[DATA TO PROCESS Boundary: Start]

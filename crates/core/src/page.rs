//! Pages and multi-page collections of words.
//!
//! A `Page` carries its size and coordinate origin so words coming from
//! engines with a bottom-left origin can be rebased before reconstruction.
//! A `WordMaze` is an ordered list of pages.

use rayon::prelude::*;
use serde::{Deserialize, Serialize};
use tracing::debug;

use crate::error::{LayoutError, Result};
use crate::layout::{LayoutDocument, LayoutParams, Word, reconstruct};

/// Page size.
#[derive(Debug, Clone, Copy, PartialEq, Serialize, Deserialize)]
#[serde(try_from = "RawShape")]
pub struct Shape {
    width: f64,
    height: f64,
}

#[derive(Deserialize)]
struct RawShape {
    width: f64,
    height: f64,
}

impl TryFrom<RawShape> for Shape {
    type Error = LayoutError;

    fn try_from(raw: RawShape) -> Result<Self> {
        Shape::new(raw.width, raw.height)
    }
}

impl Shape {
    pub fn new(width: f64, height: f64) -> Result<Self> {
        if !width.is_finite() || !height.is_finite() || width < 0.0 || height < 0.0 {
            return Err(LayoutError::geometry(format!(
                "invalid page shape {}x{}",
                width, height
            )));
        }
        Ok(Self { width, height })
    }

    pub fn width(&self) -> f64 {
        self.width
    }

    pub fn height(&self) -> f64 {
        self.height
    }
}

/// Corner of the page that coordinates are measured from.
#[derive(Debug, Clone, Copy, Default, PartialEq, Eq, Serialize, Deserialize)]
#[serde(rename_all = "kebab-case")]
pub enum Origin {
    #[default]
    TopLeft,
    BottomLeft,
}

/// Words of a single page together with the page geometry.
#[derive(Debug, Clone, PartialEq, Serialize, Deserialize)]
pub struct Page {
    shape: Shape,
    #[serde(default)]
    origin: Origin,
    #[serde(default)]
    words: Vec<Word>,
}

impl Page {
    pub fn new(shape: Shape, words: Vec<Word>, origin: Origin) -> Self {
        Self {
            shape,
            origin,
            words,
        }
    }

    /// A top-left page just large enough to hold `words`.
    pub fn fit(words: Vec<Word>) -> Self {
        let (width, height) = words.iter().fold((0.0_f64, 0.0_f64), |(w, h), word| {
            (w.max(word.bbox().x1()), h.max(word.bbox().y1()))
        });
        Self {
            shape: Shape { width, height },
            origin: Origin::TopLeft,
            words,
        }
    }

    pub fn shape(&self) -> Shape {
        self.shape
    }

    pub fn origin(&self) -> Origin {
        self.origin
    }

    pub fn words(&self) -> &[Word] {
        &self.words
    }

    pub fn len(&self) -> usize {
        self.words.len()
    }

    pub fn is_empty(&self) -> bool {
        self.words.is_empty()
    }

    /// Re-expresses every word relative to `origin`. Returns an unchanged
    /// copy when the page already uses it.
    pub fn rebase(&self, origin: Origin) -> Page {
        if origin == self.origin {
            return self.clone();
        }
        let height = self.shape.height;
        Page {
            shape: self.shape,
            origin,
            words: self.words.iter().map(|w| w.flip_vertical(height)).collect(),
        }
    }

    /// Applies `f` to every word, keeping shape and origin.
    pub fn map(&self, f: impl Fn(&Word) -> Word) -> Page {
        Page {
            shape: self.shape,
            origin: self.origin,
            words: self.words.iter().map(f).collect(),
        }
    }

    /// Fallible variant of `map`, for transforms that rebuild geometry.
    pub fn try_map(&self, f: impl Fn(&Word) -> Result<Word>) -> Result<Page> {
        Ok(Page {
            shape: self.shape,
            origin: self.origin,
            words: self.words.iter().map(f).collect::<Result<Vec<_>>>()?,
        })
    }

    /// Keeps the words matching `pred`, preserving order, shape and origin.
    pub fn filter(&self, pred: impl Fn(&Word) -> bool) -> Page {
        Page {
            shape: self.shape,
            origin: self.origin,
            words: self.words.iter().filter(|w| pred(w)).cloned().collect(),
        }
    }

    /// Reconstructs the page layout in top-left coordinates.
    pub fn reconstruct(&self, params: &LayoutParams) -> Result<LayoutDocument> {
        let page = self.rebase(Origin::TopLeft);
        reconstruct(page.words, params)
    }
}

/// One word flattened with its page number.
#[derive(Debug, Clone, PartialEq, Serialize)]
pub struct WordRecord {
    pub page: usize,
    pub x0: f64,
    pub y0: f64,
    pub x1: f64,
    pub y1: f64,
    pub text: String,
    #[serde(skip_serializing_if = "Option::is_none")]
    pub confidence: Option<f64>,
}

/// An ordered collection of pages.
#[derive(Debug, Clone, PartialEq, Default, Serialize, Deserialize)]
pub struct WordMaze {
    pages: Vec<Page>,
}

impl WordMaze {
    pub fn new(pages: Vec<Page>) -> Self {
        Self { pages }
    }

    pub fn pages(&self) -> &[Page] {
        &self.pages
    }

    pub fn len(&self) -> usize {
        self.pages.len()
    }

    pub fn is_empty(&self) -> bool {
        self.pages.is_empty()
    }

    pub fn push(&mut self, page: Page) {
        self.pages.push(page);
    }

    pub fn shapes(&self) -> Vec<Shape> {
        self.pages.iter().map(|p| p.shape()).collect()
    }

    /// Every word of every page as a flat record, pages in order.
    pub fn records(&self) -> impl Iterator<Item = WordRecord> + '_ {
        self.pages.iter().enumerate().flat_map(|(page, p)| {
            p.words().iter().map(move |w| WordRecord {
                page,
                x0: w.bbox().x0(),
                y0: w.bbox().y0(),
                x1: w.bbox().x1(),
                y1: w.bbox().y1(),
                text: w.text().to_string(),
                confidence: w.confidence(),
            })
        })
    }

    pub fn map(&self, f: impl Fn(&Word) -> Word) -> WordMaze {
        WordMaze {
            pages: self.pages.iter().map(|p| p.map(&f)).collect(),
        }
    }

    pub fn filter(&self, pred: impl Fn(&Word) -> bool) -> WordMaze {
        WordMaze {
            pages: self.pages.iter().map(|p| p.filter(&pred)).collect(),
        }
    }

    /// Reconstructs every page independently, in parallel.
    /// Documents are returned in page order.
    pub fn reconstruct(&self, params: &LayoutParams) -> Result<Vec<LayoutDocument>> {
        params.validate()?;
        debug!(pages = self.pages.len(), "reconstructing pages");
        self.pages
            .par_iter()
            .map(|page| page.reconstruct(params))
            .collect()
    }
}

impl FromIterator<Page> for WordMaze {
    fn from_iter<I: IntoIterator<Item = Page>>(iter: I) -> Self {
        Self {
            pages: iter.into_iter().collect(),
        }
    }
}

#[cfg(test)]
mod tests {
    use super::*;
    use crate::layout::BoundingBox;

    fn textbox(text: &str, x0: f64, x1: f64, y0: f64, y1: f64, confidence: f64) -> Word {
        Word::from_coords(text, x0, y0, x1, y1)
            .unwrap()
            .with_confidence(confidence)
            .unwrap()
    }

    fn sample_page() -> Page {
        Page::new(
            Shape::new(80.0, 100.0).unwrap(),
            vec![
                textbox("Hello", 10.0, 50.0, 20.0, 30.0, 0.7),
                textbox("Bye", 60.0, 75.0, 80.0, 85.0, 0.6),
            ],
            Origin::TopLeft,
        )
    }

    fn boxes(page: &Page) -> Vec<(f64, f64, f64, f64)> {
        page.words().iter().map(|w| w.bbox().bbox()).collect()
    }

    #[test]
    fn rebase_flips_vertical_axis() {
        let page = sample_page();
        let rebased = page.rebase(Origin::BottomLeft);
        assert_eq!(rebased.origin(), Origin::BottomLeft);
        assert_eq!(rebased.shape(), page.shape());
        assert_eq!(
            boxes(&rebased),
            vec![(10.0, 70.0, 50.0, 80.0), (60.0, 15.0, 75.0, 20.0)]
        );
        assert_eq!(page.rebase(Origin::TopLeft), page);
        assert_eq!(rebased.rebase(Origin::TopLeft), page);
    }

    #[test]
    fn try_map_pads_boxes() {
        let padded = sample_page()
            .try_map(|w| {
                let b = w.bbox();
                let bbox = BoundingBox::new(b.x0() - 2.0, b.y0() - 2.0, b.x1() + 2.0, b.y1() + 2.0)?;
                Ok(w.with_bbox(bbox))
            })
            .unwrap();
        assert_eq!(
            boxes(&padded),
            vec![(8.0, 18.0, 52.0, 32.0), (58.0, 78.0, 77.0, 87.0)]
        );
        assert_eq!(padded.words()[0].confidence(), Some(0.7));
    }

    #[test]
    fn filter_by_confidence() {
        let confident = sample_page().filter(|w| w.confidence().unwrap_or(0.0) > 0.65);
        assert_eq!(confident.len(), 1);
        assert_eq!(confident.words()[0].text(), "Hello");
        assert_eq!(confident.shape(), sample_page().shape());
    }

    #[test]
    fn map_uppercases_text() {
        let upper = sample_page().map(|w| w.with_text(w.text().to_uppercase()));
        let texts: Vec<&str> = upper.words().iter().map(|w| w.text()).collect();
        assert_eq!(texts, vec!["HELLO", "BYE"]);
    }

    #[test]
    fn maze_records_carry_page_numbers() {
        let second = Page::new(
            Shape::new(200.0, 50.0).unwrap(),
            vec![textbox("Hey ho", 110.0, 180.0, 40.0, 45.0, 0.2)],
            Origin::BottomLeft,
        );
        let maze = WordMaze::new(vec![sample_page(), second]);

        assert_eq!(
            maze.shapes(),
            vec![
                Shape::new(80.0, 100.0).unwrap(),
                Shape::new(200.0, 50.0).unwrap()
            ]
        );

        let records: Vec<(usize, String)> = maze.records().map(|r| (r.page, r.text)).collect();
        assert_eq!(
            records,
            vec![
                (0, "Hello".to_string()),
                (0, "Bye".to_string()),
                (1, "Hey ho".to_string())
            ]
        );

        let filtered = maze.filter(|w| w.confidence().unwrap_or(0.0) >= 0.65);
        assert_eq!(filtered.len(), 2);
        assert_eq!(filtered.pages()[0].len(), 1);
        assert!(filtered.pages()[1].is_empty());
    }

    #[test]
    fn shape_rejects_negative_sizes() {
        assert!(Shape::new(-1.0, 10.0).is_err());
        assert!(Shape::new(10.0, f64::NAN).is_err());
    }

    #[test]
    fn page_deserializes_with_default_origin() {
        let page: Page = serde_json::from_str(
            r#"{"shape":{"width":100,"height":50},"words":[{"text":"a","x0":0,"y0":0,"x1":5,"y1":5}]}"#,
        )
        .unwrap();
        assert_eq!(page.origin(), Origin::TopLeft);
        assert_eq!(page.len(), 1);

        let flipped: Page = serde_json::from_str(
            r#"{"shape":{"width":100,"height":50},"origin":"bottom-left","words":[]}"#,
        )
        .unwrap();
        assert_eq!(flipped.origin(), Origin::BottomLeft);
    }
}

[DATA TO PROCESS Boundary: End]

● TASK REQUIREMENTS:
For each line above that contains the word "filtered", make a copy.

● RESULT OF THE EXERCISE:
        let filtered = maze.filter(|w| w.confidence().unwrap_or(0.0) >= 0.65);
        assert_eq!(filtered.len(), 2);
        assert_eq!(filtered.pages()[0].len(), 1);
        assert!(filtered.pages()[1].is_empty());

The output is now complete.